A Lei n. 10.054, de 7 de dezembro de 2000, dispôs sobre a identificação criminal, rezando em seu art. 1.º:
O preso em flagrante delito, o indiciado em inquérito policial, aquele que pratica infração penal de menor gravidade (art. 61, caput e parágrafo único do art. 69 da Lei n. 9.099, de 26 de setembro de 1995), assim como aqueles contra os quais tenha sido expedido mandado de prisão judicial, desde que não identificados civilmente, serão submetidos à identificação criminal, inclusive pelo processo datiloscópico e fotográfico.
Nos termos do art. 3.º, o civilmente identificado por documento original não será submetido a identificação criminal, exceto quando:
I – estiver indiciado ou acusado pela prática de homicídio doloso, crimes contra o patrimônio praticados mediante violência ou grave ameaça, crime de receptação qualificada, crimes contra a liberdade sexual ou crime de falsificação de documento público; (...)
Pensamos que a CF, ao determinar que “o civilmente identificado não será submetido a identificação criminal, salvo nas hipóteses previstas em lei” (art. 5.º, LVIII – itálico nosso), não pretendeu referir-se a espécies de crimes (homicídio, estupro etc.), como fez o inc. I do art. 3.º da Lei n. 10.054/2000. Não há razão para que o civilmente identificado submeta-se à identificação penal, salvo casos excepcionais, como quando não apresenta nenhum documento, ou este contém rasuras, indícios de falsificação etc. (hipóteses mencionadas em outros incisos do art. 3.º). A exigência de identificação criminal não decorre da natureza do delito e sim das circunstâncias da situação concreta. Por isso, a disposição do inc. I é de duvidosa constitucionalidade.
A relação contempla o homicídio doloso, abrangendo as formas simples, privilegiada e qualificada. Suponha-se o caso do pai que mata o raptor violento da filha. Ele, pai, ainda que civilmente identificado, deverá ser submetido ao vexame da identificação criminal, pois trata-se de homicídio doloso, mencionado no inc. I, ainda que privilegiado. Mas o raptor civilmente identificado, caso tivesse sido preso em flagrante, não sofreria a mesma humilhação, tendo em vista que o rapto violento (CP, art. 219, caput) não é crime contra a liberdade sexual, não se encontrando previsto no Capítulo I do Título VI do Código Penal (está descrito no Capítulo III).
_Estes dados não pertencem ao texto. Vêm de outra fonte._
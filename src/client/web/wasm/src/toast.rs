/* src/client/web/wasm/src/toast.rs */

use std::cell::Cell;

use landing_core::{Toast, ToastKind};
use wasm_bindgen::{JsCast, JsValue};
use web_sys::{Document, HtmlElement, Node};

const BASE_STYLE: &str = "position: fixed; top: 50%; left: 50%; \
  transform: translate(-50%, -50%); z-index: 1001; font-size: 14px;";

fn kind_style(kind: ToastKind) -> &'static str {
  match kind {
    ToastKind::Confirm => {
      "background: var(--primary-color); color: var(--bg-color); padding: 10px 20px; \
       border-radius: 5px;"
    }
    ToastKind::Error => {
      "background: var(--error-color, #d93025); color: #fff; padding: 10px 20px; \
       border-radius: 5px;"
    }
    ToastKind::Card => {
      "background: var(--card-bg); color: var(--text-color); padding: 20px; \
       border-radius: 10px; box-shadow: var(--hover-shadow); \
       border: 1px solid var(--border-color); max-width: 300px; text-align: center;"
    }
  }
}

/// The one toast element of the page. Hidden between toasts and refilled
/// with text nodes on every show.
pub struct ToastView {
  document: Document,
  root: HtmlElement,
  shown: Cell<Option<u64>>,
}

impl ToastView {
  pub fn mount(document: &Document) -> Result<Self, JsValue> {
    let root = document.create_element("div")?.dyn_into::<HtmlElement>().map_err(JsValue::from)?;
    root.set_id("landing-toast");
    root.set_attribute("role", "status")?;
    root.set_attribute("aria-live", "polite")?;
    root.style().set_property("display", "none")?;
    document.body().ok_or_else(|| JsValue::from_str("document has no body"))?.append_child(&root)?;
    Ok(Self { document: document.clone(), root, shown: Cell::new(None) })
  }

  /// True when `target` is the toast or one of its descendants.
  pub fn contains(&self, target: Option<&Node>) -> bool {
    self.shown.get().is_some() && self.root.contains(target)
  }

  pub fn show(&self, id: u64, toast: &Toast) -> Result<(), JsValue> {
    self.root.set_text_content(None);
    let content = &toast.content;
    if let Some(title) = &content.title {
      self.append_block("strong", title)?;
    }
    let line_tag = if toast.kind == ToastKind::Card { "small" } else { "span" };
    for line in &content.lines {
      self.append_block(line_tag, line)?;
    }
    if let Some(code) = &content.code {
      self.append_block("code", code)?;
    }
    self.root.style().set_css_text(&format!("{BASE_STYLE} {}", kind_style(toast.kind)));
    self.root.set_attribute("data-kind", kind_name(toast.kind))?;
    self.shown.set(Some(id));
    Ok(())
  }

  pub fn hide(&self, id: u64) {
    if self.shown.get() != Some(id) {
      return;
    }
    self.shown.set(None);
    self.root.set_text_content(None);
    self.root.style().set_property("display", "none").ok();
  }

  fn append_block(&self, tag: &str, text: &str) -> Result<(), JsValue> {
    let el = self.document.create_element(tag)?;
    el.set_text_content(Some(text));
    el.set_attribute("style", "display: block;")?;
    self.root.append_child(&el)?;
    Ok(())
  }
}

fn kind_name(kind: ToastKind) -> &'static str {
  match kind {
    ToastKind::Confirm => "confirm",
    ToastKind::Error => "error",
    ToastKind::Card => "card",
  }
}
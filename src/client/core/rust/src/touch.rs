/* src/client/core/rust/src/touch.rs */

use crate::config::TouchSection;
use crate::surface::Surface;

pub const HOVER_LIFT: &str = "translateY(-3px) scale(1.02)";
pub const PRESS_SCALE: &str = "scale(0.98)";

/// Hover lift and press feedback for cards and social links.
#[derive(Debug, Clone, Copy)]
pub struct TouchFeedback {
  hover: &'static str,
  press: &'static str,
  rest: &'static str,
  release_reset_ms: u32,
}

impl TouchFeedback {
  pub fn new(config: &TouchSection) -> Self {
    Self { hover: HOVER_LIFT, press: PRESS_SCALE, rest: "", release_reset_ms: config.release_reset_ms }
  }

  pub fn prepare<S: Surface>(&self, node: &S::Node, surface: &mut S) {
    surface.set_style(node, "-webkit-tap-highlight-color", "transparent");
    surface.set_style(node, "transform", self.rest);
  }

  pub fn pointer_enter<S: Surface>(&self, node: &S::Node, surface: &mut S) {
    surface.set_style(node, "transform", self.hover);
  }

  pub fn pointer_leave<S: Surface>(&self, node: &S::Node, surface: &mut S) {
    surface.set_style(node, "transform", self.rest);
  }

  pub fn touch_start<S: Surface>(&self, node: &S::Node, surface: &mut S) {
    surface.set_style(node, "transform", self.press);
  }

  /// Delay after touch end before `release` should run.
  pub fn release_delay_ms(&self) -> u32 {
    self.release_reset_ms
  }

  pub fn release<S: Surface>(&self, node: &S::Node, surface: &mut S) {
    surface.set_style(node, "transform", self.rest);
  }
}

/// Suppresses the browser's double-tap zoom: a touch end that follows the
/// previous one within the window should have its default prevented.
#[derive(Debug, Clone)]
pub struct DoubleTapGuard {
  window_ms: u32,
  last_touch_end: Option<f64>,
}

impl DoubleTapGuard {
  pub fn new(config: &TouchSection) -> Self {
    Self { window_ms: config.double_tap_ms, last_touch_end: None }
  }

  /// Returns true when the event should be default-prevented.
  pub fn on_touch_end(&mut self, now: f64) -> bool {
    let suppress = self.last_touch_end.is_some_and(|last| now - last <= f64::from(self.window_ms));
    self.last_touch_end = Some(now);
    suppress
  }
}
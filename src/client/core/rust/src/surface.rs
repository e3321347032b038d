/* src/client/core/rust/src/surface.rs */

/// The set of document mutations the page logic performs.
/// The browser binding implements this over real elements; `Node` is
/// whatever handle that implementation keeps for an element.
pub trait Surface {
  type Node: Clone;

  fn set_text(&mut self, node: &Self::Node, text: &str);
  fn set_placeholder(&mut self, node: &Self::Node, text: &str);
  fn toggle_class(&mut self, node: &Self::Node, class: &str, on: bool);
  fn set_style(&mut self, node: &Self::Node, property: &str, value: &str);
  fn set_attribute(&mut self, node: &Self::Node, name: &str, value: &str);
  /// Attribute on the document root (`<html>`).
  fn set_root_attribute(&mut self, name: &str, value: &str);
}

/// Where a translated string lands on an element.
#[derive(Debug, Clone, Copy, PartialEq, Eq)]
pub enum TextSlot {
  Content,
  /// Input elements show the string as their placeholder hint.
  Placeholder,
}

impl TextSlot {
  pub fn for_tag(tag_name: &str) -> Self {
    if tag_name.eq_ignore_ascii_case("input") { Self::Placeholder } else { Self::Content }
  }
}


#[cfg(test)]
mod tests {
  use super::*;

  #[test]
  fn input_tags_use_placeholder() {
    assert_eq!(TextSlot::for_tag("INPUT"), TextSlot::Placeholder);
    assert_eq!(TextSlot::for_tag("input"), TextSlot::Placeholder);
    assert_eq!(TextSlot::for_tag("TEXTAREA"), TextSlot::Content);
    assert_eq!(TextSlot::for_tag("SPAN"), TextSlot::Content);
  }
}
O tipo menciona os crimes contra a liberdade sexual. Só os previstos no Capítulo I do Título VI do CP: estupro, atentado violento ao pudor, posse sexual mediante fraude e atentado ao pudor mediante fraude (arts. 213 a 216). A locução “crimes contra a liberdade sexual” possui significado técnico e localização própria no estatuto penal, não podendo ser estendida para abranger outros delitos contra os costumes. Note-se que a norma não menciona “crimes contra os costumes”, o que alcançaria todos os delitos do Título VI do Código Penal (arts. 213 a 234), mas “crimes contra a liberdade sexual”, que se encontram descritos, com esse nomen juris, num capítulo específico do Código Penal. E, cuidando-se de dispositivo que excepciona um direito fundamental, não admite interpretação extensiva. É estranho, mas não vemos como interpretar o texto de maneira diferente. Pasmem os aplicadores do Direito: a exceção inclui o crime de atentado ao pudor mediante fraude (art. 216 do CP), que dificilmente acontece, excluindo o rapto violento (art. 219).
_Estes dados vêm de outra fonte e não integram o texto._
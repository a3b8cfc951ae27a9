//! Shape generation for the pane

use glam::Vec2;
use std::f32::consts::TAU;

use super::vertex::Vertex;
use crate::widget::CircleView;

/// Fewest triangles used for a circle
const MIN_SEGMENTS: u32 = 12;
/// Target length of one circle edge in pane pixels
const SEGMENT_LENGTH: f32 = 4.0;

/// Segment count that keeps edges around `SEGMENT_LENGTH` pixels long
pub fn segments_for_radius(radius: f32) -> u32 {
    ((TAU * radius / SEGMENT_LENGTH).ceil() as u32).max(MIN_SEGMENTS)
}

/// Generate vertices for a filled circle (triangle list, one fan slice per segment)
pub fn circle(center: Vec2, radius: f32, color: [f32; 4], segments: u32) -> Vec<Vertex> {
    let segments = segments.max(3);
    let mut vertices = Vec::with_capacity((segments * 3) as usize);

    let rim = |i: u32| {
        let theta = (i % segments) as f32 / segments as f32 * TAU;
        center + Vec2::new(theta.cos(), theta.sin()) * radius
    };

    for i in 0..segments {
        let a = rim(i);
        let b = rim(i + 1);
        vertices.push(Vertex::new(center.x, center.y, color));
        vertices.push(Vertex::new(a.x, a.y, color));
        vertices.push(Vertex::new(b.x, b.y, color));
    }

    vertices
}

/// Vertices for the widget's ball
pub fn ball(view: &CircleView) -> Vec<Vertex> {
    circle(
        view.center,
        view.radius,
        view.color,
        segments_for_radius(view.radius),
    )
}
//! WebGPU rendering module
//!
//! Draws the widget's derived circle view into its pane. The simulation never
//! touches anything in here.

pub mod pipeline;
pub mod shapes;
pub mod vertex;

pub use pipeline::RenderState;
pub use vertex::Vertex;
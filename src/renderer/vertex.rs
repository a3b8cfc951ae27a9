//! Ball vertex format
//!
//! Layout seen by `shader.wgsl`: location 0 is the position (pane coordinates
//! on the CPU side, NDC once uploaded), location 1 is linear RGBA.

use bytemuck::{Pod, Zeroable};

#[repr(C)]
#[derive(Copy, Clone, Debug, PartialEq, Pod, Zeroable)]
pub struct Vertex {
    pub position: [f32; 2],
    pub color: [f32; 4],
}

impl Vertex {
    const ATTRIBUTES: [wgpu::VertexAttribute; 2] =
        wgpu::vertex_attr_array![0 => Float32x2, 1 => Float32x4];

    pub const fn new(x: f32, y: f32, color: [f32; 4]) -> Self {
        Self {
            position: [x, y],
            color,
        }
    }

    /// Buffer layout for one tightly packed vertex stream
    pub fn desc() -> wgpu::VertexBufferLayout<'static> {
        wgpu::VertexBufferLayout {
            array_stride: std::mem::size_of::<Self>() as wgpu::BufferAddress,
            step_mode: wgpu::VertexStepMode::Vertex,
            attributes: &Self::ATTRIBUTES,
        }
    }
}

/// Default colors
pub mod colors {
    /// Green ball
    pub const BALL: [f32; 4] = [0.0, 0.5, 0.0, 1.0];
    pub const BACKGROUND: [f32; 4] = [0.96, 0.96, 0.96, 1.0];
}

#[cfg(test)]
mod tests {
    use super::*;

    #[test]
    fn test_layout_is_tightly_packed() {
        let layout = Vertex::desc();
        assert_eq!(layout.array_stride, 24);
        assert_eq!(layout.attributes.len(), 2);
        assert_eq!(layout.attributes[1].offset, 8);
    }
}
//! The bouncing ball widget
//!
//! Owns the ball model, the animation timeline and a derived circle view. The
//! host drives it by calling [`BouncingBall::advance`] once per frame and
//! reporting pane size changes through [`BouncingBall::resize`].

use glam::Vec2;

use crate::input::Command;
use crate::settings::Settings;
use crate::sim::{Ball, Surface, tick};
use crate::timeline::{AnimationStatus, Timeline};

/// What the renderer draws: refreshed after every tick
#[derive(Debug, Clone, Copy, PartialEq)]
pub struct CircleView {
    pub center: Vec2,
    pub radius: f32,
    pub color: [f32; 4],
}

/// A ball bouncing inside a rectangular pane
#[derive(Debug)]
pub struct BouncingBall {
    ball: Ball,
    surface: Surface,
    timeline: Timeline,
    rate_step: f32,
    view: CircleView,
}

impl BouncingBall {
    /// Create the widget; the animation starts running immediately
    pub fn new(settings: &Settings, surface: Surface) -> Self {
        let settings = settings.clone().sanitized();
        let ball = Ball::with_velocity(settings.radius, Vec2::from(settings.initial_velocity));

        let mut timeline = Timeline::new(settings.tick_interval());
        timeline.set_rate(settings.initial_rate);

        let view = CircleView {
            center: ball.pos,
            radius: ball.radius(),
            color: settings.ball_color,
        };

        log::info!(
            "ball widget created: radius {}, pane {}x{}",
            ball.radius(),
            surface.width,
            surface.height
        );

        Self {
            ball,
            surface,
            timeline,
            rate_step: settings.rate_step,
            view,
        }
    }

    pub fn play(&mut self) {
        self.timeline.play();
    }

    pub fn pause(&mut self) {
        self.timeline.pause();
    }

    pub fn toggle(&mut self) {
        if self.is_running() {
            self.pause();
        } else {
            self.play();
        }
    }

    pub fn increase_speed(&mut self) {
        self.timeline.increase_rate(self.rate_step);
    }

    /// Lower the rate by one step, never below 0
    pub fn decrease_speed(&mut self) {
        self.timeline.decrease_rate(self.rate_step);
    }

    /// Current playback multiplier
    pub fn rate(&self) -> f32 {
        self.timeline.rate()
    }

    /// Assign the rate directly (slider binding); negative values clamp to 0
    pub fn set_rate(&mut self, rate: f32) {
        self.timeline.set_rate(rate);
    }

    pub fn on_rate_changed(&mut self, observer: impl FnMut(f32) + 'static) {
        self.timeline.on_rate_changed(observer);
    }

    pub fn status(&self) -> AnimationStatus {
        self.timeline.status()
    }

    pub fn is_running(&self) -> bool {
        self.timeline.is_running()
    }

    /// Pane size changed; takes effect on the next tick
    pub fn resize(&mut self, width: f32, height: f32) {
        self.surface = Surface::new(width, height);
    }

    /// Feed `elapsed` wall-clock seconds and run the ticks that are due
    ///
    /// Returns the number of ticks run.
    pub fn advance(&mut self, elapsed: f32) -> u32 {
        let ticks = self.timeline.advance(elapsed);
        for _ in 0..ticks {
            self.step();
        }
        ticks
    }

    /// Run one tick regardless of playback status
    pub fn step(&mut self) {
        tick(&mut self.ball, self.surface);
        self.view.center = self.ball.pos;
    }

    pub fn apply(&mut self, command: Command) {
        match command {
            Command::Play => self.play(),
            Command::Pause => self.pause(),
            Command::Toggle => self.toggle(),
            Command::IncreaseSpeed => self.increase_speed(),
            Command::DecreaseSpeed => self.decrease_speed(),
            Command::Step => self.step(),
        }
    }

    pub fn circle(&self) -> CircleView {
        self.view
    }

    pub fn ball(&self) -> &Ball {
        &self.ball
    }

    pub fn surface(&self) -> Surface {
        self.surface
    }
}

impl Default for BouncingBall {
    fn default() -> Self {
        Self::new(&Settings::default(), Surface::ZERO)
    }
}
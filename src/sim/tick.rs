//! Fixed step simulation tick
//!
//! One tick: check the walls against the current center, flip the velocity
//! components that hit, then move. The check uses the position before the move,
//! so the ball may end a tick up to one step past a wall; the next tick turns it
//! around.

use super::collision::{Reflection, reflect_axis};
use super::state::{Ball, Surface};

/// What happened during a tick
#[derive(Debug, Clone, Copy, PartialEq, Eq)]
pub struct TickReport {
    pub x: Reflection,
    pub y: Reflection,
}

impl TickReport {
    pub fn bounced(&self) -> bool {
        self.x.hit() || self.y.hit()
    }
}

/// Advance the ball by one tick inside `surface`
pub fn tick(ball: &mut Ball, surface: Surface) -> TickReport {
    let radius = ball.radius();
    let max = surface.max_center(radius);

    let x = reflect_axis(ball.pos.x, &mut ball.vel.x, radius, max.x);
    let y = reflect_axis(ball.pos.y, &mut ball.vel.y, radius, max.y);

    ball.pos += ball.vel;

    let report = TickReport { x, y };
    if report.bounced() {
        log::trace!(
            "bounce x={:?} y={:?} -> pos=({:.1}, {:.1}) vel=({}, {})",
            x,
            y,
            ball.pos.x,
            ball.pos.y,
            ball.vel.x,
            ball.vel.y
        );
    }
    report
}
O elenco é discriminatório, uma vez que menciona, em sua maioria, crimes geralmente praticados pela população pobre (homicídio doloso, roubo, latrocínio, extorsão, extorsão mediante seqüestro, estupro e atentado violento ao pudor). Qual a razão da não-inclusão de todos os delitos hediondos, como a falsificação de medicamentos, e os assemelhados, como o tráfico de drogas e a tortura? Por que a lei incluiu a receptação qualificada e não o contrabando? Há motivo para ficarem fora da relação os delitos de corrupção passiva, concussão, facilitação de contrabando, fraude contra o sistema financeiro, peculato, crimes contra as finanças públicas e os delitos próprios de responsabilidade?
E a “cifra dourada”? E os autores de crimes do colarinho branco? Por que não foram incluídos na imposição vexatória de “sujar os dedos”? A razão “jurídica” é simples: porque, se incluídos, ao arrumar a gravata para a foto, iriam sujar o colarinho!
Ao disparar a flecha da humilhação contra a parte pobre da população, uma vez que, lembrando o Direito Penal do Autor, a lei só alcança assaltantes, homicidas, seqüestradores e violentadores sexuais, o legislador atentou contra os princípios constitucionais da proporcionalidade e da dignidade humana. Só os pobres vão sujar os dedos!
Não nos esqueçamos de que o restabelecimento da credibilidade da Justiça passa pela boa elaboração das leis.